[Dataset entries]
__________________________________________________

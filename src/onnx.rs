use crate::error::InferenceError;
use crate::frame::Frame;
use crate::inference::{
    Classifier, FaceBox, FaceDetector, InferenceProvider, ModelLocator, Prediction,
};
use candle_core::{DType, Device, Tensor};
use candle_onnx::{onnx, read_file, simple_eval};
use hf_hub::api::sync::Api;
use image::imageops::{self, FilterType};
use serde::Deserialize;
use std::collections::HashMap;
use std::path::PathBuf;
use std::sync::Arc;
use tracing::{debug, trace};

const MODEL_FILE: &str = "model.onnx";
const METADATA_FILE: &str = "metadata.json";
const DEFAULT_CLASSIFIER_SIZE: u32 = 224;
const DEFAULT_DETECTOR_SIZE: u32 = 128;

#[derive(Deserialize)]
struct Metadata {
    #[serde(default)]
    labels: Vec<String>,
    #[serde(rename = "imageSize")]
    image_size: Option<u32>,
}

fn resolve(locator: &ModelLocator, file: &str) -> Result<PathBuf, InferenceError> {
    let local = locator.dir.join(file);
    if local.exists() {
        return Ok(local);
    }
    let Some(repo) = &locator.hf_repo else {
        return Err(InferenceError::MissingModel(local));
    };
    debug!(repo = %repo, file, "fetching model file from hub");
    Api::new()
        .and_then(|api| api.model(repo.clone()).get(file))
        .map_err(|e| InferenceError::Download {
            repo: repo.clone(),
            file: file.to_string(),
            reason: e.to_string(),
        })
}

fn read_metadata(locator: &ModelLocator) -> Result<Metadata, InferenceError> {
    let path = resolve(locator, METADATA_FILE)?;
    let data = std::fs::read(&path).map_err(|source| InferenceError::Io { path, source })?;
    Ok(serde_json::from_slice(&data)?)
}

/// Loaded graph with its first input and output names.
struct Graph {
    model: onnx::ModelProto,
    input: String,
    output: String,
}

impl Graph {
    fn load(locator: &ModelLocator) -> Result<Self, InferenceError> {
        let path = resolve(locator, MODEL_FILE)?;
        let model = read_file(&path)?;
        let graph = model.graph.as_ref().ok_or(InferenceError::MissingGraph)?;
        let input = graph
            .input
            .first()
            .map(|i| i.name.clone())
            .ok_or(InferenceError::MissingGraph)?;
        let output = graph
            .output
            .first()
            .map(|o| o.name.clone())
            .ok_or(InferenceError::MissingGraph)?;
        debug!(path = %path.display(), %input, %output, "onnx graph loaded");
        Ok(Self {
            model,
            input,
            output,
        })
    }

    fn run(&self, input: Tensor) -> Result<Tensor, InferenceError> {
        let mut inputs = HashMap::new();
        inputs.insert(self.input.clone(), input);
        let mut outputs = simple_eval(&self.model, inputs)?;
        outputs
            .remove(&self.output)
            .ok_or_else(|| InferenceError::MissingOutput(self.output.clone()))
    }
}

/// Square NCHW f32 tensor with `pixel * scale + offset` applied.
fn to_tensor(frame: &Frame, size: u32, scale: f64, offset: f64) -> candle_core::Result<Tensor> {
    let resized = imageops::resize(frame.image(), size, size, FilterType::CatmullRom);
    let side = size as usize;
    Tensor::from_vec(resized.into_raw(), (side, side, 3), &Device::Cpu)?
        .permute((2, 0, 1))?
        .to_dtype(DType::F32)?
        .affine(scale, offset)?
        .unsqueeze(0)
}

/// Raw scores become a distribution unless they already are one.
fn to_distribution(scores: Vec<f32>) -> Vec<f32> {
    let total: f32 = scores.iter().sum();
    if scores.iter().all(|s| (0.0..=1.0).contains(s)) && (total - 1.0).abs() < 1e-3 {
        return scores;
    }
    let max = scores.iter().copied().fold(f32::NEG_INFINITY, f32::max);
    let exp: Vec<f32> = scores.iter().map(|s| (s - max).exp()).collect();
    let sum: f32 = exp.iter().sum();
    exp.into_iter().map(|e| e / sum).collect()
}

pub struct OnnxClassifier {
    graph: Graph,
    labels: Vec<String>,
    image_size: u32,
}

impl Classifier for OnnxClassifier {
    fn class_count(&self) -> usize {
        self.labels.len()
    }

    fn classify(&self, frame: &Frame) -> Result<Vec<Prediction>, InferenceError> {
        let input = to_tensor(frame, self.image_size, 1.0 / 127.5, -1.0)?;
        let output = self.graph.run(input)?;
        let scores = output.flatten_all()?.to_dtype(DType::F32)?.to_vec1::<f32>()?;
        if scores.len() != self.labels.len() {
            return Err(InferenceError::ClassCount {
                expected: self.labels.len(),
                got: scores.len(),
            });
        }
        let probs = to_distribution(scores);
        trace!(?probs, "classifier scores");
        Ok(self
            .labels
            .iter()
            .zip(probs)
            .map(|(label, p)| Prediction::new(label.clone(), p))
            .collect())
    }
}

pub struct OnnxFaceDetector {
    graph: Graph,
    image_size: u32,
}

impl FaceDetector for OnnxFaceDetector {
    fn detect(&self, frame: &Frame, min_confidence: f32) -> Result<Vec<FaceBox>, InferenceError> {
        let input = to_tensor(frame, self.image_size, 1.0 / 255.0, 0.0)?;
        let output = self.graph.run(input)?;
        let dims = output.dims().to_vec();
        let Some(width) = dims.last().copied().filter(|&w| w >= 5) else {
            return Err(InferenceError::OutputShape(dims));
        };
        let values = output.flatten_all()?.to_dtype(DType::F32)?.to_vec1::<f32>()?;
        let (fw, fh) = (frame.width() as f32, frame.height() as f32);
        let mut faces: Vec<FaceBox> = values
            .chunks_exact(width)
            .map(|row| FaceBox {
                left: row[0] * fw,
                top: row[1] * fh,
                right: row[2] * fw,
                bottom: row[3] * fh,
                confidence: row[4],
            })
            .filter(|f| f.confidence >= min_confidence)
            .collect();
        faces.sort_by(|a, b| b.area().total_cmp(&a.area()));
        trace!(count = faces.len(), "faces detected");
        Ok(faces)
    }
}

/// Loads models exported as ONNX with a Teachable Machine style
/// `metadata.json` next to them.
#[derive(Debug, Default, Clone, Copy)]
pub struct OnnxProvider;

impl InferenceProvider for OnnxProvider {
    fn load_classifier(
        &self,
        locator: &ModelLocator,
    ) -> Result<Arc<dyn Classifier>, InferenceError> {
        let metadata = read_metadata(locator)?;
        if metadata.labels.is_empty() {
            return Err(InferenceError::ClassCount {
                expected: 1,
                got: 0,
            });
        }
        let graph = Graph::load(locator)?;
        Ok(Arc::new(OnnxClassifier {
            graph,
            labels: metadata.labels,
            image_size: metadata.image_size.unwrap_or(DEFAULT_CLASSIFIER_SIZE),
        }))
    }

    fn load_face_detector(
        &self,
        locator: &ModelLocator,
    ) -> Result<Arc<dyn FaceDetector>, InferenceError> {
        let image_size = match read_metadata(locator) {
            Ok(m) => m.image_size,
            Err(InferenceError::MissingModel(_)) => None,
            Err(e) => return Err(e),
        };
        let graph = Graph::load(locator)?;
        Ok(Arc::new(OnnxFaceDetector {
            graph,
            image_size: image_size.unwrap_or(DEFAULT_DETECTOR_SIZE),
        }))
    }
}

#[cfg(test)]
mod tests {
    use super::*;

    #[test]
    fn distribution_passes_through_probabilities() {
        let probs = to_distribution(vec![0.7, 0.2, 0.1]);
        assert_eq!(probs, vec![0.7, 0.2, 0.1]);
    }

    #[test]
    fn distribution_softmaxes_logits() {
        let probs = to_distribution(vec![2.0, 1.0, -1.0]);
        let total: f32 = probs.iter().sum();
        assert!((total - 1.0).abs() < 1e-5);
        assert!(probs[0] > probs[1] && probs[1] > probs[2]);
    }

    #[test]
    fn missing_model_without_repo_is_reported() {
        let dir = tempfile::tempdir().unwrap();
        let locator = ModelLocator::local(dir.path());
        match OnnxProvider.load_classifier(&locator) {
            Err(InferenceError::MissingModel(path)) => {
                assert_eq!(path, dir.path().join(METADATA_FILE))
            }
            Err(e) => panic!("unexpected error {e}"),
            Ok(_) => panic!("load should fail"),
        }
    }
}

__________________________________________________

▶ **Instructions to follow**: Among the lines of the data above, find those with the word "MissingModel" and show them.

▶ **Task response**:
        return Err(InferenceError::MissingModel(local));
            Err(InferenceError::MissingModel(_)) => None,
            Err(InferenceError::MissingModel(path)) => {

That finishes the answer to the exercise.